*TASK PROMPT*
Using the data beneath, show every line that includes the word "when".
::::::::::
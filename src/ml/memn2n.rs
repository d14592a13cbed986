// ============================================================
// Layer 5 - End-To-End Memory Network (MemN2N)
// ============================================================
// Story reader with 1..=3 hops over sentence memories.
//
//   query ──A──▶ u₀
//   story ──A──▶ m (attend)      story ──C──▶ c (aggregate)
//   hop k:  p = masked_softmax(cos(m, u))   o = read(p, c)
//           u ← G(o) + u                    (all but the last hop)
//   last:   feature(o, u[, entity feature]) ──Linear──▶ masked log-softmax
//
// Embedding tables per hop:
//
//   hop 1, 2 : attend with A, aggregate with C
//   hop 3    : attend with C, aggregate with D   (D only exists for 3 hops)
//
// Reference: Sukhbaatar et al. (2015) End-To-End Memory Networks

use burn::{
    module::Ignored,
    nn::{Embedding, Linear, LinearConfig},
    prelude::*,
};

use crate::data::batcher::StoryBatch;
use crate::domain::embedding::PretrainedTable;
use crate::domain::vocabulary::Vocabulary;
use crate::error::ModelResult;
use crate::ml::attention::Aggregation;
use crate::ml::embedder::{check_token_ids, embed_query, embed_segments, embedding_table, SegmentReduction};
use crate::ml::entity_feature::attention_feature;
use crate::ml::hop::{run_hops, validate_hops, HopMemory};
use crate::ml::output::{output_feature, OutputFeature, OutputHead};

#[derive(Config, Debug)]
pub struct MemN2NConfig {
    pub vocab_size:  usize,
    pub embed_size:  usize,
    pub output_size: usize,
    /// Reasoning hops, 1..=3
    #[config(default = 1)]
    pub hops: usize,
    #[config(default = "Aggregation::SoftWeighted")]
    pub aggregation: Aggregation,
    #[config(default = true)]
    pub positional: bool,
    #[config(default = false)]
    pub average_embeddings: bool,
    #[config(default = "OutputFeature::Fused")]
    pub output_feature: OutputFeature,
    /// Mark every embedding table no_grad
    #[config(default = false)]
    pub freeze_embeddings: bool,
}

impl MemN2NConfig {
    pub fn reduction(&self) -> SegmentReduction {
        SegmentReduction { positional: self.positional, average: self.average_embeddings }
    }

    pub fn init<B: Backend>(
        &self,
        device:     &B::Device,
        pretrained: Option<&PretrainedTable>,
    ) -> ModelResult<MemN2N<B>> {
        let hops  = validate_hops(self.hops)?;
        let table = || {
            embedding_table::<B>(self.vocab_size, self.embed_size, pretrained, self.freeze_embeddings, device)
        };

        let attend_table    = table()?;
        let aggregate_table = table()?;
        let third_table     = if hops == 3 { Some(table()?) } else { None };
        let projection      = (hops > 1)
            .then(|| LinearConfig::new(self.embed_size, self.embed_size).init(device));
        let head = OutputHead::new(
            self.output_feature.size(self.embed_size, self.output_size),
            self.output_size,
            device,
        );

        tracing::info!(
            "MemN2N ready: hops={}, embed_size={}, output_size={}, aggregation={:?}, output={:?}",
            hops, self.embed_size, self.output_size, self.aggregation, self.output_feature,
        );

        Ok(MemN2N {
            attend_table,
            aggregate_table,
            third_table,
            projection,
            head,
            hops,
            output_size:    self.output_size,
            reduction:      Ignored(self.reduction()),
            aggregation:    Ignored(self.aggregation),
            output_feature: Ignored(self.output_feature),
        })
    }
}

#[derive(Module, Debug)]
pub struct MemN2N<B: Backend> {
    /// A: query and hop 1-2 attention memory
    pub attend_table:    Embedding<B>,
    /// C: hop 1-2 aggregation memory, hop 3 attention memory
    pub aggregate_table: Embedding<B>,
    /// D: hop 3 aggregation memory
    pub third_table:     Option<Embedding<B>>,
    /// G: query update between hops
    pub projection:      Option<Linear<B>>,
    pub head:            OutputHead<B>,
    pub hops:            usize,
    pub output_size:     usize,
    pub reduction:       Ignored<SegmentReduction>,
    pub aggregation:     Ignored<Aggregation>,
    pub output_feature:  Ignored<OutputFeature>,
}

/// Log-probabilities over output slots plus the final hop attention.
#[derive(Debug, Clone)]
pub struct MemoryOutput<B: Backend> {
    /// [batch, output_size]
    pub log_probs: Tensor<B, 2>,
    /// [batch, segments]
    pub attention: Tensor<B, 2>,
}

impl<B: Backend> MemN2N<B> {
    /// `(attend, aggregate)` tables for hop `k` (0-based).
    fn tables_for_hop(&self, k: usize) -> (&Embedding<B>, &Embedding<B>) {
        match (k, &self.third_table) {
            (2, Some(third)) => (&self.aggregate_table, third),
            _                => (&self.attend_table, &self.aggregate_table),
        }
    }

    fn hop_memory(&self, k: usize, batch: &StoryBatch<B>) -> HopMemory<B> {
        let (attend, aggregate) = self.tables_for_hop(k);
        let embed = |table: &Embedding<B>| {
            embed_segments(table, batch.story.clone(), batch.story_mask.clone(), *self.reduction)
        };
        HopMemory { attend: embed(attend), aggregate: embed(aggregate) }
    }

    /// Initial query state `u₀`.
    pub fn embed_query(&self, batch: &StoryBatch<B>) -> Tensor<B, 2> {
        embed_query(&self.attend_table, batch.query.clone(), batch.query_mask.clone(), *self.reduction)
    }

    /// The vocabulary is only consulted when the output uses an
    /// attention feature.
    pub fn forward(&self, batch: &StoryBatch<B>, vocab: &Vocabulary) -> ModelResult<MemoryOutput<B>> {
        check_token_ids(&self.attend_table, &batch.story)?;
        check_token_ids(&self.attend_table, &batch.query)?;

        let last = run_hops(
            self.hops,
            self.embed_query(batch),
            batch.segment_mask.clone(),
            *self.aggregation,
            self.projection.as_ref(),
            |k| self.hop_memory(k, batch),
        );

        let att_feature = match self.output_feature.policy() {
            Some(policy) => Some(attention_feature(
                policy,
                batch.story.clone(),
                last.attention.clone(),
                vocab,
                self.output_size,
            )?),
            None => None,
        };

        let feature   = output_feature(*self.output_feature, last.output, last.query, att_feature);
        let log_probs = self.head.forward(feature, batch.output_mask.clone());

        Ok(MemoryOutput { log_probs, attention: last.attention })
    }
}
::::::::::
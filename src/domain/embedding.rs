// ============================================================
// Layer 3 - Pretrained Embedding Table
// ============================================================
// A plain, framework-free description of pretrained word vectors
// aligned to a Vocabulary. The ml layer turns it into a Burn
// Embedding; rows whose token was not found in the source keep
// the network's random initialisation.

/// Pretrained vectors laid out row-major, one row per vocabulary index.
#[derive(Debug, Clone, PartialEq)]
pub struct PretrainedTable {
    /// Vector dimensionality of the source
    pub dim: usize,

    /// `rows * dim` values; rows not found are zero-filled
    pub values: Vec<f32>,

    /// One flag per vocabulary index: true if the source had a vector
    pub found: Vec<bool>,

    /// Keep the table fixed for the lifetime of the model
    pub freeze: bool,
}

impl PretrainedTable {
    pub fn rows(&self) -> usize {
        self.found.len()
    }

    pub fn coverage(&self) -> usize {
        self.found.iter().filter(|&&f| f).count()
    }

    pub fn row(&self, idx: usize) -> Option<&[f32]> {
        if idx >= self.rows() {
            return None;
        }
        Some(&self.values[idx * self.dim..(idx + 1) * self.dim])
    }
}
::::::::::
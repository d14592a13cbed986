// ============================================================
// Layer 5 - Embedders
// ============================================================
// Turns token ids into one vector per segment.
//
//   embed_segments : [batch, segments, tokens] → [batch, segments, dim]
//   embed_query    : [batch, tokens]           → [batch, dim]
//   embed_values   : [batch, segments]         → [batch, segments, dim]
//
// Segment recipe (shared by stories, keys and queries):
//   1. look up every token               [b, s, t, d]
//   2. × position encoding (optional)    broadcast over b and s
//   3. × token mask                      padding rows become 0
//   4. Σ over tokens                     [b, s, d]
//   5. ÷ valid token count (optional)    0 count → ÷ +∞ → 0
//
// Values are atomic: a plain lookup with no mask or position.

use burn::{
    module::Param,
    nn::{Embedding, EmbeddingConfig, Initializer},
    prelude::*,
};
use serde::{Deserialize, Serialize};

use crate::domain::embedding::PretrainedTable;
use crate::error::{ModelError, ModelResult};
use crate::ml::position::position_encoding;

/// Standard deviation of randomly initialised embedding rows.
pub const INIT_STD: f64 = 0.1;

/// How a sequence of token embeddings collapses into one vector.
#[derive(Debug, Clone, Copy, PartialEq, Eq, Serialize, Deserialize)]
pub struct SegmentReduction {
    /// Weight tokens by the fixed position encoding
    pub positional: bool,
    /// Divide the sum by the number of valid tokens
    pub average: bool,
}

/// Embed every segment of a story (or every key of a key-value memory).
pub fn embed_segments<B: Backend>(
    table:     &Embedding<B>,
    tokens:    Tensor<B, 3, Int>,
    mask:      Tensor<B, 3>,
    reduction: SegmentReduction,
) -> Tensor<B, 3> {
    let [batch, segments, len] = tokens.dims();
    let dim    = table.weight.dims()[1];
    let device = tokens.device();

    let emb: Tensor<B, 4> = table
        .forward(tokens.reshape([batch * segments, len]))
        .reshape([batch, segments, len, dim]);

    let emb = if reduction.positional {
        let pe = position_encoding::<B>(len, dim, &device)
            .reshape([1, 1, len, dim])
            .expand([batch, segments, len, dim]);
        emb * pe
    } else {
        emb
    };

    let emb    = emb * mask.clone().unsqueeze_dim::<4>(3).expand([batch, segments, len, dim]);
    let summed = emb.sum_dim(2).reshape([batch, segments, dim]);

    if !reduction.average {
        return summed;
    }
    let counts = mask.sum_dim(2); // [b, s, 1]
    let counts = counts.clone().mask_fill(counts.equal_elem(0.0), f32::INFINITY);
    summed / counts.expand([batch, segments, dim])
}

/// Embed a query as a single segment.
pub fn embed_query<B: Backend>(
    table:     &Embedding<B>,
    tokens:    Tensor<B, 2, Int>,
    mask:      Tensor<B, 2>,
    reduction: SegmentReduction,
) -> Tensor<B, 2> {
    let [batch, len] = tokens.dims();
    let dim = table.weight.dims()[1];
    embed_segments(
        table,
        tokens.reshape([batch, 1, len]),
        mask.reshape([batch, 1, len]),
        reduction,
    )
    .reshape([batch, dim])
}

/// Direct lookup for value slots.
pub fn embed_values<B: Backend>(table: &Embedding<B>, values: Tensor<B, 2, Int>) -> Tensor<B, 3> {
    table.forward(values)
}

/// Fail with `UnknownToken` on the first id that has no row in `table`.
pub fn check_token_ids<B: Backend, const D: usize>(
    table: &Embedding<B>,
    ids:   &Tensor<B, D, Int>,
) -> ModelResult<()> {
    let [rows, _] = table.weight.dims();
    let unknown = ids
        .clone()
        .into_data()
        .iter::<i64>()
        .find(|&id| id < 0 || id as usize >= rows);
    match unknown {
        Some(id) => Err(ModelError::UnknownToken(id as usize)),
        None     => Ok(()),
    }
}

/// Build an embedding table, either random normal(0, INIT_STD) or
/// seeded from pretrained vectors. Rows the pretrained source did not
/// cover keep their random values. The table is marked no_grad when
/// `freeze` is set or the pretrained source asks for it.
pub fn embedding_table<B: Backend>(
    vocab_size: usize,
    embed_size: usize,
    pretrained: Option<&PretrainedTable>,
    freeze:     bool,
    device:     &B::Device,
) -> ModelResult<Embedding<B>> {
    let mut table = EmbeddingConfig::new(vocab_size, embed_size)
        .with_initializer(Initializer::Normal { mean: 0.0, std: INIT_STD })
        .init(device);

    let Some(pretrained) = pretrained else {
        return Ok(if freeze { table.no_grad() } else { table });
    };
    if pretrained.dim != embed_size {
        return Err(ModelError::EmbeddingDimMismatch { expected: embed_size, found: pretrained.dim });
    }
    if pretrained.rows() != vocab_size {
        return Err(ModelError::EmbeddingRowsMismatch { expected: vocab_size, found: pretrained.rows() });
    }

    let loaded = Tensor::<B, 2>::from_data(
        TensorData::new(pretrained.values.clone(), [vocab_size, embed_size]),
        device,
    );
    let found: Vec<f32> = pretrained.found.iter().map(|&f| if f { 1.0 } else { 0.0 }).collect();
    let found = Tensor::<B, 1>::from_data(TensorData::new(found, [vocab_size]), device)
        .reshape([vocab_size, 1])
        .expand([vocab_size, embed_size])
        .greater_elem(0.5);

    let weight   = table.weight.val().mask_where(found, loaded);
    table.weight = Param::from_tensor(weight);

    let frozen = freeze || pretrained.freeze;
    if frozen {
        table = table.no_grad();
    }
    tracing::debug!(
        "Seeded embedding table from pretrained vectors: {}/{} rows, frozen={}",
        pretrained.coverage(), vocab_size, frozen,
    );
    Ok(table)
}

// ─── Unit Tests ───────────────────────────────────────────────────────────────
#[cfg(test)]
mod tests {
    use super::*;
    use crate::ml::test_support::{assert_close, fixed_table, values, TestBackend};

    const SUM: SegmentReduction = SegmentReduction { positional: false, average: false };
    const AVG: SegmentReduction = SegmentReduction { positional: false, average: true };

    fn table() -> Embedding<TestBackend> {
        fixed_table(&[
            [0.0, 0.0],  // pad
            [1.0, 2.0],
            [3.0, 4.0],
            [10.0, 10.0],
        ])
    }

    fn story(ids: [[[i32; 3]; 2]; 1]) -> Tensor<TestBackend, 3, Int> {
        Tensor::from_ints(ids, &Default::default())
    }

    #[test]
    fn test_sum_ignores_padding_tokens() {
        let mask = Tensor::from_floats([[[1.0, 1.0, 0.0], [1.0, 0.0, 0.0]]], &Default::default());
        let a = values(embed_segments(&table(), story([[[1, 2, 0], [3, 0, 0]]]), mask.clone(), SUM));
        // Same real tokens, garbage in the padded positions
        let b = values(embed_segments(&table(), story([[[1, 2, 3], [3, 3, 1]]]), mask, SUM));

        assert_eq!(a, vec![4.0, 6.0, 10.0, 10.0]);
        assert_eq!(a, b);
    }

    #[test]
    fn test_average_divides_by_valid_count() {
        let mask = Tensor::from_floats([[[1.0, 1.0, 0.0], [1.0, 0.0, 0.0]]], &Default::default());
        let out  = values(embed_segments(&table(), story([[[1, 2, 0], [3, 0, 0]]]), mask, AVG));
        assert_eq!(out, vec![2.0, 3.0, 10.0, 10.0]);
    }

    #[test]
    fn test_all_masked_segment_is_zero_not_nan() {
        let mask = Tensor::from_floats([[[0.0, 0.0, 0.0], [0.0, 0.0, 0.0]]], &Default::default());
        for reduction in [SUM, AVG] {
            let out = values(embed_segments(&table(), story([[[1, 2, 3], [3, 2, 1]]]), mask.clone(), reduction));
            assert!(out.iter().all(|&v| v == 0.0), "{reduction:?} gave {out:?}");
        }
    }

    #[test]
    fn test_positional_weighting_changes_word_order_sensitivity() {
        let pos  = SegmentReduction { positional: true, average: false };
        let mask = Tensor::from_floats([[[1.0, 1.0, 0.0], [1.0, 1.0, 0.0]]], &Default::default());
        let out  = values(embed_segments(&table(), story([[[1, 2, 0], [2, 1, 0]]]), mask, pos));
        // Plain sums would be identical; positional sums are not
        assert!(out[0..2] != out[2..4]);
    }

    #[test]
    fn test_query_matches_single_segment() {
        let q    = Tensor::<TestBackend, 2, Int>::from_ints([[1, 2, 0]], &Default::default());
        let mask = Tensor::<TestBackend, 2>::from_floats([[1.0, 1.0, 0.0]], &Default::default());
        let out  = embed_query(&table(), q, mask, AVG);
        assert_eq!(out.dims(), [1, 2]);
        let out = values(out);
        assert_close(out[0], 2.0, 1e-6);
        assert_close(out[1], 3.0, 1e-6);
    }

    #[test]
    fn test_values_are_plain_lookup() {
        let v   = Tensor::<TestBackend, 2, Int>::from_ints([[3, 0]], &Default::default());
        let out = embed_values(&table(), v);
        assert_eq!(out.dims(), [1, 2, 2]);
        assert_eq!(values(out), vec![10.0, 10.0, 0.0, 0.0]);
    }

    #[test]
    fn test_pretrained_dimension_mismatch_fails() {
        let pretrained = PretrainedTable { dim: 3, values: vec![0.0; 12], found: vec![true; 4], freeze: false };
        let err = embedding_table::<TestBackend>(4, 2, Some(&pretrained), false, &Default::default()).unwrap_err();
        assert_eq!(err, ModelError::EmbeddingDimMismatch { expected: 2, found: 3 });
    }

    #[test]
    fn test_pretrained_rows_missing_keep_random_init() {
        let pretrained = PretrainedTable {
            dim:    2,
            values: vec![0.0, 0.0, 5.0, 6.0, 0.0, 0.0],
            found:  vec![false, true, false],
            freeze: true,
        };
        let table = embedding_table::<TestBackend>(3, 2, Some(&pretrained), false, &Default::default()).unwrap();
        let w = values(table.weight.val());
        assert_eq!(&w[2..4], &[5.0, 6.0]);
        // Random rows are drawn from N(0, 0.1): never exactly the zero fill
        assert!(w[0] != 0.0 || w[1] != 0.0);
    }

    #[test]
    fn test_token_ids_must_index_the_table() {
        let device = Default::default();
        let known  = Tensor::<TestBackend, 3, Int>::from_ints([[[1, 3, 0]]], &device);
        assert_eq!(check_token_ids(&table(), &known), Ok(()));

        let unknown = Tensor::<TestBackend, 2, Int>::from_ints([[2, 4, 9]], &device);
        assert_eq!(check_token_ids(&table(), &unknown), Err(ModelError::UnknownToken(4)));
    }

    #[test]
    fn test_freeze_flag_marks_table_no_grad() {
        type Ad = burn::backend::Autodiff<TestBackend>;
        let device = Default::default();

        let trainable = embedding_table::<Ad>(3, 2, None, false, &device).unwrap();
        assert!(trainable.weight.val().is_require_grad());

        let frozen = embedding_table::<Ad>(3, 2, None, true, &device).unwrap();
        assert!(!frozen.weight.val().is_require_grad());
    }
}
::::::::::
*RESPONSE*
    /// The vocabulary is only consulted when the output uses an
/// cover keep their random values. The table is marked no_grad when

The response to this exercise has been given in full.